Jim was on my Ph.D. committee in October 2020. It was a Dutch-style defense when the candidate only answers questions for 45 minutes. The goal of the candidate is not to go on the second round of questions, which are traditionally harder and more specific. Jim’s question was the last among the six. Somehow, I had failed to guess his usual question and had to ad lib, even though he asked his single most important question—what was the BIG question in my research project? Even now I recall how nervous I was then, and how I didn’t manage to speak smoothly. It was a huge relief to learn some days later that Jim was properly satisfied.

The last thing I worked on closely with Jim was a book chapter on Danish longevity prospects which he asked Marie-Pier and me to help him with, in September-October 2021. Of course, the book chapter appeared out of the blue and had to be finished «this Friday». Of course, it was done in several weeks. Of course it came on top of everything. Finally it was done by the end of October. Then I was away for months, recovering from sudden health issues. Then I started returning back, and now Jim was away, eagerly awaited to return with his usual excitement and new ideas. And then suddenly he was gone.

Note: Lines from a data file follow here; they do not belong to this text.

use parking_lot::Mutex;
use std::sync::atomic::{AtomicU64, Ordering};
use std::time::Duration;
use tokio::sync::Notify;
use tokio::time::Instant;
use tracing::trace;

/// Single-slot handoff buffer between one producer and one consumer.
///
/// `push` never blocks. While the slot is occupied, new items are discarded and
/// the older, not-yet-consumed item is kept. `pop` waits for an item up to a
/// timeout so the consumer can re-check its shutdown condition.
pub struct SlotQueue<T> {
    name: &'static str,
    slot: Mutex<Option<T>>,
    ready: Notify,
    stats: SlotQueueStats,
}

/// Counters for queue throughput and backpressure
#[derive(Debug, Default)]
pub struct SlotQueueStats {
    pub pushed: AtomicU64,
    pub dropped: AtomicU64,
    pub popped: AtomicU64,
}

/// Snapshot of queue statistics
#[derive(Debug, Clone, Copy, PartialEq, Eq, Default)]
pub struct SlotQueueStatsSnapshot {
    pub pushed: u64,
    pub dropped: u64,
    pub popped: u64,
}

impl SlotQueueStats {
    pub fn snapshot(&self) -> SlotQueueStatsSnapshot {
        SlotQueueStatsSnapshot {
            pushed: self.pushed.load(Ordering::Relaxed),
            dropped: self.dropped.load(Ordering::Relaxed),
            popped: self.popped.load(Ordering::Relaxed),
        }
    }
}

impl<T> SlotQueue<T> {
    pub fn new(name: &'static str) -> Self {
        Self {
            name,
            slot: Mutex::new(None),
            ready: Notify::new(),
            stats: SlotQueueStats::default(),
        }
    }

    /// Offer an item. Returns `false` if the slot was full and the item was dropped.
    pub fn push(&self, item: T) -> bool {
        self.stats.pushed.fetch_add(1, Ordering::Relaxed);

        {
            let mut slot = self.slot.lock();
            if slot.is_some() {
                self.stats.dropped.fetch_add(1, Ordering::Relaxed);
                trace!("{} queue full, dropping incoming item", self.name);
                return false;
            }
            *slot = Some(item);
        }

        self.ready.notify_one();
        true
    }

    /// Take the item without waiting
    pub fn try_pop(&self) -> Option<T> {
        let item = self.slot.lock().take();
        if item.is_some() {
            self.stats.popped.fetch_add(1, Ordering::Relaxed);
        }
        item
    }

    /// Wait up to `timeout` for an item. `None` means nothing arrived in time.
    pub async fn pop(&self, timeout: Duration) -> Option<T> {
        let deadline = Instant::now() + timeout;

        loop {
            let notified = self.ready.notified();
            tokio::pin!(notified);
            // Register before checking so a push between check and await is not missed
            notified.as_mut().enable();

            if let Some(item) = self.try_pop() {
                return Some(item);
            }

            if tokio::time::timeout_at(deadline, notified).await.is_err() {
                return self.try_pop();
            }
        }
    }

    /// Discard any pending item
    pub fn clear(&self) -> bool {
        self.slot.lock().take().is_some()
    }

    pub fn is_occupied(&self) -> bool {
        self.slot.lock().is_some()
    }

    pub fn stats(&self) -> SlotQueueStatsSnapshot {
        self.stats.snapshot()
    }
}

#[cfg(test)]
mod tests {
    use super::*;
    use std::sync::Arc;

    #[test]
    fn test_first_push_wins_until_pop() {
        let queue = SlotQueue::new("test");
        assert!(queue.push(1));
        for value in 2..10 {
            assert!(!queue.push(value));
        }
        assert_eq!(queue.try_pop(), Some(1));
        assert_eq!(queue.try_pop(), None);

        assert!(queue.push(42));
        assert_eq!(queue.try_pop(), Some(42));

        let stats = queue.stats();
        assert_eq!(stats.pushed, 10);
        assert_eq!(stats.dropped, 8);
        assert_eq!(stats.popped, 2);
    }

    #[tokio::test]
    async fn test_pop_times_out_when_empty() {
        let queue: SlotQueue<u32> = SlotQueue::new("test");
        let start = Instant::now();
        assert_eq!(queue.pop(Duration::from_millis(50)).await, None);
        assert!(start.elapsed() >= Duration::from_millis(50));
    }

    #[tokio::test]
    async fn test_pop_returns_pending_item_immediately() {
        let queue = SlotQueue::new("test");
        queue.push("frame");
        assert_eq!(queue.pop(Duration::from_secs(5)).await, Some("frame"));
        assert!(!queue.is_occupied());
    }

    #[tokio::test]
    async fn test_pop_wakes_on_push() {
        let queue = Arc::new(SlotQueue::new("test"));
        let producer = Arc::clone(&queue);

        let handle = tokio::spawn(async move {
            tokio::time::sleep(Duration::from_millis(20)).await;
            producer.push(5u32);
        });

        assert_eq!(queue.pop(Duration::from_secs(5)).await, Some(5));
        handle.await.unwrap();
    }

    #[test]
    fn test_clear() {
        let queue = SlotQueue::new("test");
        assert!(!queue.clear());
        queue.push(1);
        assert!(queue.clear());
        assert!(queue.push(2));
    }
}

The book containing our chapter arrived the following week. I never thought that this was to become my last reminder of working with Jim.

Jim was an exceptional teacher and colleague, always a bit more than just your boss or senior coauthor. Always understanding but crashing the schedules and others’ perception of what’s possible with his enthusiasm. Always knowing exactly where he was heading and how he wanted to get there but listening carefully to what others had to say, especially if that was a carefully thought-through contradicting point. Jim was big. A living legend of demography, he could have just relaxed a bit. But that’s not how he lived. He always thought that the idea that occupied his mind right now was the next BIG idea, even more significant than the previous ones.

I’m trying to think what’s my most vivid memory of Jim. And I think I know: sunlit spacious room with plants and photos of beloved grand-kids, Jim is sitting at the small round guest table facing the door and the corridor, only a sheet of paper in front of him and a pen in his hand.

– Jim, can I discuss an idea with you?
– Of course, my friend. Come in. I was doing some maths here. You know, maths makes me happy.